Instagram is hiding Like counts to make people feel better. But what if you’re curious, competitive or just petty? Now you can re-embrace the popularity contest by installing the Socialinsider Chrome extension that reveals Instagram Like and comment counts. “The Return of the Likes” extension overlays the numbers of Likes and comments on the top-right corner of posts on Instagram’s website. If you don’t want Instagram’s overprotective helicopter parenting, now you can download the extension here to put an end to it.

Obviously, it’s not as useful as showing Like counts right in the Instagram mobile app. You probably aren’t going to switch to browsing Insta just on the web, but if you see a post you want to know the Like count of, you can easily send yourself the permalink and open it on a computer.

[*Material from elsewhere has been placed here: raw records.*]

impl InputManager {
    /// Creates the input manager and initializes it immediately if the
    /// window surface already exists; otherwise initialization is retried
    /// on the first screen mode change.
    pub fn new(
        config: &InputConfig,
        window: Box<dyn WindowBackend>,
        ui: Box<dyn UiBackend>,
        devices: Box<dyn DeviceBackend>,
    ) -> Self {
        let mut manager = Self {
            window,
            ui,
            devices,
            bus: EventBus::new(),
            queue: VecDeque::new(),
            state: DeviceState::new(),
            key_table: KeyNameTable::new(),
            screen_widgets: HashMap::new(),
            mouse_visible: config.mouse_visible,
            toggle_fullscreen: config.toggle_fullscreen,
            input_focus: false,
            minimized: false,
            focused_this_frame: false,
            suppress_next_mouse_move: false,
            initialized: false,
        };
        manager.initialize();
        manager
    }

    /// Registers a notification subscriber
    pub fn subscribe(&mut self, sink: Box<dyn EventSink>) {
        self.bus.subscribe(sink);
    }

    /// Appends a raw platform event to this frame's queue
    pub fn queue_event(&mut self, event: PlatformEvent) {
        self.queue.push_back(event);
    }

    pub fn queue_events(&mut self, events: impl IntoIterator<Item = PlatformEvent>) {
        self.queue.extend(events);
    }

    /// Runs one frame tick.
    ///
    /// Clears frame-scoped accumulators, drains the platform queue in
    /// arrival order, evaluates focus transitions, and computes the
    /// relative mouse move (recentering the hidden cursor so deltas are
    /// measured against a fixed reference).
    pub fn update(&mut self) {
        if !self.initialized {
            return;
        }

        self.state.begin_frame();

        while let Some(event) = self.queue.pop_front() {
            self.handle_platform_event(event);
        }

        // A handler invoked during the drain may have closed the window
        if !self.window.is_open() {
            return;
        }

        let input_focus = self.window.has_input_focus();
        let mouse_focus = self.window.has_mouse_focus();

        if self.window.requires_click_to_refocus() {
            // Dragging the title bar must not re-capture the cursor, so
            // re-acquisition waits for confirmed focus and mouse focus
            if !self.input_focus
                && (self.window.is_fullscreen() || self.mouse_visible)
                && input_focus
                && mouse_focus
            {
                self.focused_this_frame = true;
            }
        } else if !self.input_focus && input_focus {
            self.focused_this_frame = true;
        }

        if self.focused_this_frame {
            self.gain_focus();
        }

        if self.input_focus && !input_focus {
            self.lose_focus();
        }

        // Relative mode mouse move: external windows always, otherwise
        // only while the hidden cursor is captured inside a focused window
        if self.window.is_external() || (!self.mouse_visible && self.input_focus && mouse_focus) {
            let position = self.mouse_position();
            let delta = (
                position.0 - self.state.last_mouse_position.0,
                position.1 - self.state.last_mouse_position.1,
            );

            if self.window.is_external() {
                self.state.last_mouse_position = position;
            } else {
                let (width, height) = self.window.size();
                let center = (width / 2, height / 2);
                if position != center {
                    self.window.warp_mouse(center.0, center.1);
                    self.state.last_mouse_position = center;
                }
            }

            if delta != (0, 0) {
                if self.suppress_next_mouse_move {
                    // The recentering warp itself must stay invisible
                    self.suppress_next_mouse_move = false;
                } else {
                    self.state.mouse_move = delta;
                    let event = InputEvent::MouseMove {
                        position: self.mouse_visible.then_some(position),
                        delta,
                        buttons: self.state.mouse_button_down,
                        qualifiers: self.state.qualifiers(),
                    };
                    self.publish(event);
                }
            }
        }
    }

    fn initialize(&mut self) {
        if !self.window.is_open() {
            return;
        }

        // External windows can only support a visible cursor
        if self.window.is_external() {
            self.mouse_visible = true;
        }

        self.focused_this_frame = true;
        self.initialized = true;

        self.reset_joysticks();
        self.reset_state();

        info!("Input manager initialized");
    }

    fn reset_joysticks(&mut self) {
        self.state.joysticks.clear();
        for index in 0..self.devices.num_joysticks() {
            self.open_joystick(index as u32);
        }
    }

    /// Opens the physical joystick at an enumeration index.
    ///
    /// Returns its instance id; value arrays are sized to the reported
    /// capability counts and initialized to neutral.
    pub fn open_joystick(&mut self, index: u32) -> Option<JoystickId> {
        let Some(caps) = self.devices.open_joystick(index) else {
            error!(index, "Cannot open joystick");
            return None;
        };
        let JoystickCaps { id, name, buttons, axes, hats } = caps;
        let mut joystick = JoystickState::new(id, name, JoystickSource::Device { index });
        joystick.allocate(buttons, axes, hats);
        self.state.joysticks.insert(id, joystick);
        Some(id)
    }

    pub(crate) fn gain_focus(&mut self) {
        self.reset_state();

        self.input_focus = true;
        self.focused_this_frame = false;

        // Re-establish cursor hiding as necessary
        if !self.mouse_visible {
            self.window.show_cursor(false);
            self.suppress_next_mouse_move = true;
        } else {
            self.state.last_mouse_position = self.mouse_position();
        }

        self.send_focus_event();
    }

    pub(crate) fn lose_focus(&mut self) {
        self.reset_state();

        self.input_focus = false;
        self.focused_this_frame = false;

        // Show the cursor while inactive
        self.window.show_cursor(true);

        self.send_focus_event();
    }

    /// Clears all transient device state.
    ///
    /// Still-open touch contacts synthesize an end notification before
    /// being dropped, and held mouse buttons release through the regular
    /// mutation path so subscribers see the transitions.
    pub(crate) fn reset_state(&mut self) {
        self.state.key_down.clear();
        self.state.key_press.clear();
        self.state.scancode_down.clear();
        self.state.scancode_press.clear();

        for joystick in self.state.joysticks.values_mut() {
            joystick.reset_transient();
        }

        // End still-open touch contacts instead of silently dropping them.
        // Routing the end through the screen joystick clears its drag
        // bookkeeping; the resulting key releases find the key sets already
        // empty and stay silent.
        let touch_ids: Vec<i32> = self.state.touches.keys().copied().collect();
        for id in touch_ids {
            if let Some(touch) = self.state.touches.get(&id) {
                let event = InputEvent::TouchEnd {
                    touch_id: touch.touch_id,
                    position: touch.position,
                };
                self.publish(event);
            }
            self.route_screen_joystick_touch(TouchPhase::End, id);
            self.state.touches.shift_remove(&id);
        }

        self.set_mouse_button(MouseButton::LEFT, false);
        self.set_mouse_button(MouseButton::RIGHT, false);
        self.set_mouse_button(MouseButton::MIDDLE, false);

        self.state.mouse_move = (0, 0);
        self.state.mouse_move_wheel = 0;
        self.state.mouse_button_press = MouseButton::empty();
    }

    pub(crate) fn send_focus_event(&mut self) {
        let event = InputEvent::InputFocus {
            focused: self.has_focus(),
            minimized: self.is_minimized(),
        };
        self.publish(event);
    }

    pub(crate) fn publish(&mut self, event: InputEvent) {
        self.bus.publish(&event);
    }

    /// Shows or hides the OS cursor; hiding enables captured mouse mode
    pub fn set_mouse_visible(&mut self, enable: bool) {
        if enable == self.mouse_visible {
            return;
        }
        self.mouse_visible = enable;

        if self.initialized {
            if self.window.is_external() {
                self.mouse_visible = true;
                return;
            }

            if !self.mouse_visible && self.input_focus {
                self.window.show_cursor(false);
                // Recenter when hiding to avoid one frame of erratic delta
                let (width, height) = self.window.size();
                let center = (width / 2, height / 2);
                self.window.warp_mouse(center.0, center.1);
                self.state.last_mouse_position = center;
            } else {
                self.window.show_cursor(true);
            }
        }

        let event = InputEvent::MouseVisibleChanged { visible: self.mouse_visible };
        self.publish(event);
    }

    pub fn is_mouse_visible(&self) -> bool {
        self.mouse_visible
    }

    /// Enables or disables the Alt+Enter fullscreen toggle
    pub fn set_toggle_fullscreen(&mut self, enable: bool) {
        self.toggle_fullscreen = enable;
    }

    pub fn toggle_fullscreen_enabled(&self) -> bool {
        self.toggle_fullscreen
    }

    /// Re-syncs input after the host changed screen mode (resolution,
    /// fullscreen, window recreation)
    pub fn screen_mode_changed(&mut self) {
        if !self.initialized {
            self.initialize();
        } else {
            self.reset_state();
        }
        if !self.initialized {
            return;
        }

        // Re-center the hidden cursor against the new screen size so no
        // erroneous move is reported
        if !self.mouse_visible {
            let (width, height) = self.window.size();
            let center = (width / 2, height / 2);
            self.window.warp_mouse(center.0, center.1);
            self.state.last_mouse_position = center;
        }

        self.focused_this_frame = true;
        self.minimized = self.window.minimized_flag();
    }

    pub fn has_focus(&self) -> bool {
        self.input_focus
    }

    /// Minimized for feature-gating purposes; a fullscreen window that
    /// lost focus counts as minimized even if the platform flag disagrees
    pub fn is_minimized(&self) -> bool {
        if !self.input_focus && self.initialized && self.window.is_fullscreen() {
            true
        } else {
            self.minimized
        }
    }

    pub fn is_initialized(&self) -> bool {
        self.initialized
    }

    /// Read-only view of the device state store
    pub fn state(&self) -> &DeviceState {
        &self.state
    }

    pub fn key_down(&self, key: KeyCode) -> bool {
        self.state.key_down(key)
    }

    pub fn key_press(&self, key: KeyCode) -> bool {
        self.state.key_press(key)
    }

    pub fn scancode_down(&self, scancode: Scancode) -> bool {
        self.state.scancode_down(scancode)
    }

    pub fn scancode_press(&self, scancode: Scancode) -> bool {
        self.state.scancode_press(scancode)
    }

    pub fn mouse_button_down(&self, mask: MouseButton) -> bool {
        self.state.mouse_button_down(mask)
    }

    pub fn mouse_button_press(&self, mask: MouseButton) -> bool {
        self.state.mouse_button_press(mask)
    }

    pub fn qualifier_down(&self, qualifier: Qualifier) -> bool {
        self.state.qualifier_down(qualifier)
    }

    pub fn qualifier_press(&self, qualifier: Qualifier) -> bool {
        self.state.qualifier_press(qualifier)
    }

    pub fn qualifiers(&self) -> Qualifier {
        self.state.qualifiers()
    }

    pub fn key_from_name(&self, name: &str) -> Option<KeyCode> {
        self.key_table.key_from_name(name)
    }

    pub fn key_name(&self, key: KeyCode) -> String {
        self.key_table.key_name(key)
    }

    pub fn key_from_scancode(&self, scancode: Scancode) -> KeyCode {
        keys::key_from_scancode(scancode)
    }

    pub fn scancode_from_key(&self, key: KeyCode) -> Scancode {
        keys::scancode_from_key(key)
    }

    pub fn scancode_from_name(&self, name: &str) -> Scancode {
        self.key_table
            .key_from_name(name)
            .map_or(keys::SCANCODE_UNKNOWN, keys::scancode_from_key)
    }

    pub fn scancode_name(&self, scancode: Scancode) -> String {
        self.key_table.key_name(keys::key_from_scancode(scancode))
    }

    /// Current cursor position in window coordinates, queried live from
    /// the window; neutral before initialization
    pub fn mouse_position(&self) -> (i32, i32) {
        if !self.initialized {
            return (0, 0);
        }
        self.window.mouse_position()
    }

    /// Mouse movement accumulated this frame
    pub fn mouse_move(&self) -> (i32, i32) {
        self.state.mouse_move
    }

    /// Wheel movement accumulated this frame
    pub fn mouse_move_wheel(&self) -> i32 {
        self.state.mouse_move_wheel
    }

    pub fn num_touches(&self) -> usize {
        self.state.num_touches()
    }

    pub fn touch(&self, index: usize) -> Option<&TouchState> {
        self.state.touch(index)
    }

    /// Number of currently open joystick devices, physical and virtual
    pub fn num_joysticks(&self) -> usize {
        self.state.num_joysticks()
    }

    /// Joystick by instance id.
    ///
    /// A virtual joystick whose widget tree was hidden is re-opened
    /// (made visible) by the lookup.
    pub fn joystick(&mut self, id: JoystickId) -> Option<&JoystickState> {
        let hidden_root = self
            .state
            .joysticks
            .get(&id)
            .and_then(|joystick| joystick.screen_root())
            .filter(|&root| !self.ui.is_visible(root));
        if let Some(root) = hidden_root {
            self.ui.set_visible(root, true);
        }
        self.state.joysticks.get(&id)
    }

    pub fn joystick_name(&self, id: JoystickId) -> Option<&str> {
        self.state.joysticks.get(&id).map(|joystick| joystick.name.as_str())
    }

    /// Shows or hides the platform's on-screen keyboard
    pub fn set_screen_keyboard_visible(&mut self, enable: bool) {
        if !self.initialized {
            return;
        }
        if enable != self.is_screen_keyboard_visible() {
            self.window.show_screen_keyboard(enable);
        }
    }

    pub fn is_screen_keyboard_visible(&self) -> bool {
        self.initialized && self.window.is_screen_keyboard_shown()
    }

    pub fn screen_keyboard_support(&self) -> bool {
        self.initialized && self.window.has_screen_keyboard_support()
    }
}
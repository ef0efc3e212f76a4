//! Touch gesture recording and persistence
//!
//! Recording and template storage are delegated to the platform's device
//! layer; templates move through plain byte streams and their format is
//! opaque to the input manager.

use std::io::{Read, Write};

use tracing::error;

use crate::manager::InputManager;

impl InputManager {
    /// Starts recording a gesture on all touch devices
    pub fn record_gesture(&mut self) -> bool {
        if self.devices.num_touch_devices() == 0 {
            error!("Cannot record gesture: no touch devices");
            return false;
        }
        self.devices.record_gesture()
    }

    /// Saves all recorded gesture templates to a byte stream
    pub fn save_gestures(&mut self, dest: &mut dyn Write) -> bool {
        self.devices.save_gesture_templates(dest)
    }

    /// Saves a single gesture template to a byte stream
    pub fn save_gesture(&mut self, dest: &mut dyn Write, gesture_id: i64) -> bool {
        self.devices.save_gesture_template(gesture_id, dest)
    }

    /// Loads gesture templates from a byte stream, returning how many
    /// were loaded
    pub fn load_gestures(&mut self, source: &mut dyn Read) -> u32 {
        if self.devices.num_touch_devices() == 0 {
            error!("Cannot load gestures: no touch devices");
            return 0;
        }
        self.devices.load_gesture_templates(source)
    }
}
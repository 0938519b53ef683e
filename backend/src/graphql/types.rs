//! GraphQL object and input types

use async_graphql::dataloader::DataLoader;
use async_graphql::{ComplexObject, Context, ErrorExtensions, InputObject, Result, SimpleObject, Upload};

use crate::db::{CategoryRecord, FavoriteRecord, UserRecord, WorkRecord};
use crate::error::ApiError;
use crate::services::validation::{validate_exactly_one, validate_name};
use crate::services::{Actor, FileSource, LoginResult, WorkDraft};

use super::loaders::{CategoryLoader, WorkLoader};

// ============================================================================
// Users
// ============================================================================

#[derive(SimpleObject, Debug, Clone)]
pub struct User {
    pub id: i64,
    pub username: String,
    pub is_superuser: bool,
}

impl From<UserRecord> for User {
    fn from(record: UserRecord) -> Self {
        Self {
            id: record.id,
            username: record.username,
            is_superuser: record.is_superuser,
        }
    }
}

impl From<Actor> for User {
    fn from(actor: Actor) -> Self {
        Self {
            id: actor.id,
            username: actor.username,
            is_superuser: actor.is_superuser,
        }
    }
}

/// Returned by register and login
#[derive(SimpleObject, Debug, Clone)]
pub struct AuthPayload {
    /// Short-lived access token (JWT), sent back as `Authorization: Bearer <token>`
    pub access_token: String,
    pub user: User,
}

impl From<LoginResult> for AuthPayload {
    fn from(result: LoginResult) -> Self {
        Self {
            access_token: result.access_token,
            user: User::from(result.user),
        }
    }
}

// ============================================================================
// Categories
// ============================================================================

#[derive(SimpleObject, Debug, Clone)]
pub struct Category {
    pub id: i64,
    pub name: String,
}

impl From<CategoryRecord> for Category {
    fn from(record: CategoryRecord) -> Self {
        Self {
            id: record.id,
            name: record.name,
        }
    }
}

#[derive(SimpleObject, Debug, Clone)]
pub struct CategoryEdge {
    pub node: Category,
}

/// Every category, unpaged
#[derive(SimpleObject, Debug, Clone)]
pub struct CategoryConnection {
    pub edges: Vec<CategoryEdge>,
}

impl From<Vec<CategoryRecord>> for CategoryConnection {
    fn from(records: Vec<CategoryRecord>) -> Self {
        Self {
            edges: records
                .into_iter()
                .map(|record| CategoryEdge {
                    node: Category::from(record),
                })
                .collect(),
        }
    }
}

#[derive(InputObject, Debug)]
pub struct CategoryInput {
    pub name: String,
}

impl CategoryInput {
    /// Validated category name. A missing input is invalid.
    pub fn name(input: Option<CategoryInput>) -> Result<String> {
        let input = input.ok_or_else(|| ApiError::Invalid.extend())?;
        validate_name(&input.name).map_err(|e| e.extend())?;
        Ok(input.name)
    }
}

// ============================================================================
// Works
// ============================================================================

#[derive(SimpleObject, Debug, Clone)]
#[graphql(complex)]
pub struct Work {
    pub id: i64,
    pub title: String,
    #[graphql(skip)]
    pub category_id: i64,
    pub model_filename: String,
    pub cover_filename: String,
}

impl From<WorkRecord> for Work {
    fn from(record: WorkRecord) -> Self {
        Self {
            id: record.id,
            title: record.title,
            category_id: record.category_id,
            model_filename: record.model_filename,
            cover_filename: record.cover_filename,
        }
    }
}

#[ComplexObject]
impl Work {
    async fn category(&self, ctx: &Context<'_>) -> Result<Category> {
        let loader = ctx.data_unchecked::<DataLoader<CategoryLoader>>();
        loader
            .load_one(self.category_id)
            .await?
            .ok_or_else(|| ApiError::CategoryNotFound.extend())
    }
}

crate::define_connection!(WorkConnection, WorkEdge, Work);

/// Values for creating or replacing a work. Each file is given either as a
/// new upload or as the name of a file already stored.
#[derive(InputObject)]
pub struct WorkInput {
    pub title: String,
    pub category_id: i64,
    pub model_file: Option<Upload>,
    pub model_filename: Option<String>,
    pub cover_file: Option<Upload>,
    pub cover_filename: Option<String>,
}

impl WorkInput {
    /// Validate the input and open its uploads. A missing input is invalid.
    pub fn into_draft(input: Option<WorkInput>, ctx: &Context<'_>) -> Result<WorkDraft> {
        let input = input.ok_or_else(|| ApiError::Invalid.extend())?;

        validate_name(&input.title).map_err(|e| e.extend())?;
        validate_exactly_one(&input.model_file, &input.model_filename).map_err(|e| e.extend())?;
        validate_exactly_one(&input.cover_file, &input.cover_filename).map_err(|e| e.extend())?;

        Ok(WorkDraft {
            title: input.title,
            category_id: input.category_id,
            model: file_source(ctx, input.model_file, input.model_filename)?,
            cover: file_source(ctx, input.cover_file, input.cover_filename)?,
        })
    }
}

fn file_source(
    ctx: &Context<'_>,
    upload: Option<Upload>,
    filename: Option<String>,
) -> Result<FileSource> {
    match (upload, filename) {
        (Some(upload), _) => {
            let value = upload
                .value(ctx)
                .map_err(|e| ApiError::Internal(e.into()).extend())?;
            Ok(FileSource::Upload(tokio::fs::File::from_std(value.content)))
        }
        (None, Some(filename)) => Ok(FileSource::Existing(filename)),
        (None, None) => Err(ApiError::Invalid.extend()),
    }
}

// ============================================================================
// Favorites
// ============================================================================

#[derive(SimpleObject, Debug, Clone)]
#[graphql(complex)]
pub struct Favorite {
    pub id: i64,
    #[graphql(skip)]
    pub work_id: i64,
}

impl From<FavoriteRecord> for Favorite {
    fn from(record: FavoriteRecord) -> Self {
        Self {
            id: record.id,
            work_id: record.work_id,
        }
    }
}

#[ComplexObject]
impl Favorite {
    async fn work(&self, ctx: &Context<'_>) -> Result<Work> {
        let loader = ctx.data_unchecked::<DataLoader<WorkLoader>>();
        loader
            .load_one(self.work_id)
            .await?
            .ok_or_else(|| ApiError::WorkNotFound.extend())
    }
}

crate::define_connection!(FavoriteConnection, FavoriteEdge, Favorite);
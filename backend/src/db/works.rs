//! Work database repository

use anyhow::Result;
use async_trait::async_trait;
use sqlx::{QueryBuilder, Sqlite, SqliteConnection, SqlitePool};

use super::favorites::FavoriteRepository;
use super::pagination::{Keyed, Page, PageRequest, PageSource, Window, paginate};

const WORK_COLUMNS: &str = "id, title, category_id, model_filename, cover_filename";

/// Work record from database
#[derive(Debug, Clone, PartialEq, Eq, sqlx::FromRow)]
pub struct WorkRecord {
    pub id: i64,
    pub title: String,
    pub category_id: i64,
    pub model_filename: String,
    pub cover_filename: String,
}

impl Keyed for WorkRecord {
    fn key(&self) -> i64 {
        self.id
    }
}

/// Column values for creating or replacing a work
#[derive(Debug, Clone)]
pub struct WorkFields {
    pub title: String,
    pub category_id: i64,
    pub model_filename: String,
    pub cover_filename: String,
}

/// Works listing, optionally restricted to one category
struct WorkListing<'a> {
    pool: &'a SqlitePool,
    category_id: Option<i64>,
}

#[async_trait]
impl PageSource for WorkListing<'_> {
    type Item = WorkRecord;

    async fn fetch_window(&self, window: &Window) -> Result<Vec<WorkRecord>> {
        let mut qb = QueryBuilder::<Sqlite>::new(format!(
            "SELECT {} FROM works WHERE 1 = 1",
            WORK_COLUMNS
        ));
        if let Some(category_id) = self.category_id {
            qb.push(" AND category_id = ").push_bind(category_id);
        }
        window.push_sql(&mut qb, "id");

        let records = qb
            .build_query_as::<WorkRecord>()
            .fetch_all(self.pool)
            .await?;

        Ok(records)
    }
}

pub struct WorkRepository {
    pool: SqlitePool,
}

impl WorkRepository {
    pub fn new(pool: SqlitePool) -> Self {
        Self { pool }
    }

    /// List works newest first, one page at a time
    pub async fn page(
        &self,
        category_id: Option<i64>,
        request: PageRequest,
        page_size: i64,
    ) -> Result<Page<WorkRecord>> {
        let listing = WorkListing {
            pool: &self.pool,
            category_id,
        };
        paginate(&listing, request, page_size).await
    }

    /// Get a work by ID
    pub async fn get_by_id(&self, id: i64) -> Result<Option<WorkRecord>> {
        let record = sqlx::query_as::<_, WorkRecord>(&format!(
            "SELECT {} FROM works WHERE id = ?",
            WORK_COLUMNS
        ))
        .bind(id)
        .fetch_optional(&self.pool)
        .await?;

        Ok(record)
    }

    /// Get every work whose id is in `ids` (batch loading)
    pub async fn get_by_ids(&self, ids: &[i64]) -> Result<Vec<WorkRecord>> {
        if ids.is_empty() {
            return Ok(Vec::new());
        }

        let mut qb = QueryBuilder::<Sqlite>::new(format!(
            "SELECT {} FROM works WHERE id IN (",
            WORK_COLUMNS
        ));
        let mut separated = qb.separated(", ");
        for id in ids {
            separated.push_bind(*id);
        }
        separated.push_unseparated(")");

        let records = qb
            .build_query_as::<WorkRecord>()
            .fetch_all(&self.pool)
            .await?;

        Ok(records)
    }

    /// Delete a work and every favorite pointing at it. Returns whether the work existed.
    pub async fn delete_with_favorites(&self, id: i64) -> Result<bool> {
        let mut tx = self.pool.begin().await?;

        let result = sqlx::query("DELETE FROM works WHERE id = ?")
            .bind(id)
            .execute(&mut *tx)
            .await?;
        let removed = FavoriteRepository::delete_for_work_in(&mut tx, id).await?;

        tx.commit().await?;

        tracing::debug!(work_id = id, favorites_removed = removed, "Work deleted");

        Ok(result.rows_affected() > 0)
    }

    /// Insert a work inside an open transaction
    pub async fn create_in(conn: &mut SqliteConnection, fields: &WorkFields) -> Result<WorkRecord> {
        let record = sqlx::query_as::<_, WorkRecord>(&format!(
            r#"
            INSERT INTO works (title, category_id, model_filename, cover_filename)
            VALUES (?, ?, ?, ?)
            RETURNING {}
            "#,
            WORK_COLUMNS
        ))
        .bind(&fields.title)
        .bind(fields.category_id)
        .bind(&fields.model_filename)
        .bind(&fields.cover_filename)
        .fetch_one(&mut *conn)
        .await?;

        Ok(record)
    }

    /// Replace every column of a work inside an open transaction.
    /// Returns `None` if the work does not exist.
    pub async fn update_in(
        conn: &mut SqliteConnection,
        id: i64,
        fields: &WorkFields,
    ) -> Result<Option<WorkRecord>> {
        let record = sqlx::query_as::<_, WorkRecord>(&format!(
            r#"
            UPDATE works SET
                title = ?,
                category_id = ?,
                model_filename = ?,
                cover_filename = ?
            WHERE id = ?
            RETURNING {}
            "#,
            WORK_COLUMNS
        ))
        .bind(&fields.title)
        .bind(fields.category_id)
        .bind(&fields.model_filename)
        .bind(&fields.cover_filename)
        .bind(id)
        .fetch_optional(&mut *conn)
        .await?;

        Ok(record)
    }

    /// Whether any work belongs to the category, inside an open transaction
    pub async fn any_in_category_in(conn: &mut SqliteConnection, category_id: i64) -> Result<bool> {
        let found: Option<i64> =
            sqlx::query_scalar("SELECT id FROM works WHERE category_id = ? LIMIT 1")
                .bind(category_id)
                .fetch_optional(&mut *conn)
                .await?;

        Ok(found.is_some())
    }

    /// Whether a work exists, inside an open transaction
    pub async fn exists_in(conn: &mut SqliteConnection, id: i64) -> Result<bool> {
        let found: Option<i64> = sqlx::query_scalar("SELECT id FROM works WHERE id = ?")
            .bind(id)
            .fetch_optional(&mut *conn)
            .await?;

        Ok(found.is_some())
    }
}
//! API route definitions
//!
//! The primary API is GraphQL at /graphql (see [`crate::graphql::routes`]).
//! Plain HTTP endpoints here cover health checks.

pub mod health;
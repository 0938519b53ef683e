//! Users repository for authentication

use anyhow::Result;
use sqlx::SqlitePool;

#[derive(Debug, Clone, sqlx::FromRow)]
pub struct UserRecord {
    pub id: i64,
    pub username: String,
    pub password_hash: String,
    pub is_superuser: bool,
}

#[derive(Debug, Clone)]
pub struct CreateUser {
    pub username: String,
    pub password_hash: String,
    pub is_superuser: bool,
}

pub struct UsersRepository {
    pool: SqlitePool,
}

impl UsersRepository {
    pub fn new(pool: SqlitePool) -> Self {
        Self { pool }
    }

    /// Create a new user. Fails with a unique violation if the username is taken.
    pub async fn create(&self, user: CreateUser) -> Result<UserRecord> {
        let record = sqlx::query_as::<_, UserRecord>(
            r#"
            INSERT INTO users (username, password_hash, is_superuser)
            VALUES (?, ?, ?)
            RETURNING id, username, password_hash, is_superuser
            "#,
        )
        .bind(&user.username)
        .bind(&user.password_hash)
        .bind(user.is_superuser)
        .fetch_one(&self.pool)
        .await?;

        Ok(record)
    }

    /// Get user by ID
    pub async fn get_by_id(&self, id: i64) -> Result<Option<UserRecord>> {
        let record = sqlx::query_as::<_, UserRecord>(
            "SELECT id, username, password_hash, is_superuser FROM users WHERE id = ?",
        )
        .bind(id)
        .fetch_optional(&self.pool)
        .await?;

        Ok(record)
    }

    /// Get user by exact username
    pub async fn get_by_username(&self, username: &str) -> Result<Option<UserRecord>> {
        let record = sqlx::query_as::<_, UserRecord>(
            "SELECT id, username, password_hash, is_superuser FROM users WHERE username = ?",
        )
        .bind(username)
        .fetch_optional(&self.pool)
        .await?;

        Ok(record)
    }
}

Instagram is currently testing hiding Like counts with a percentage of users in every country worldwide. It started the experiment in Canada in April before adding six more countries in July and then the U.S. last month. Facebook launched a similar hidden likes experiment in Australia in September.

TechCrunch tested Return of the Likes and verified that it works. It comes from social media analytics company Socialinsider, which offers software for measuring engagement and benchmarking performance against competitors. The company insists that “No data is sent to Socialinsider servers.” We asked Instagram if the Chrome extension was in compliance with the app’s rules, and will update if we hear back.

As social media evolves, the emerging trend is for platforms to step in to protect users. In many cases, it’s warranted. Like counts can hurt people’s well-being by leading them into envy spirals comparing themselves against peers, or coercing them to self-censor to avoid an embarrassingly low Like count. Still, the question remains whether users deserve control over their own experience. Should we be able to opt back in to seeing Like counts, the way we have controls over block lists of offensive words?

After the platforms step up to ensure safety, we’ll have to decide when we want to step in and demand to see what’s been covered up.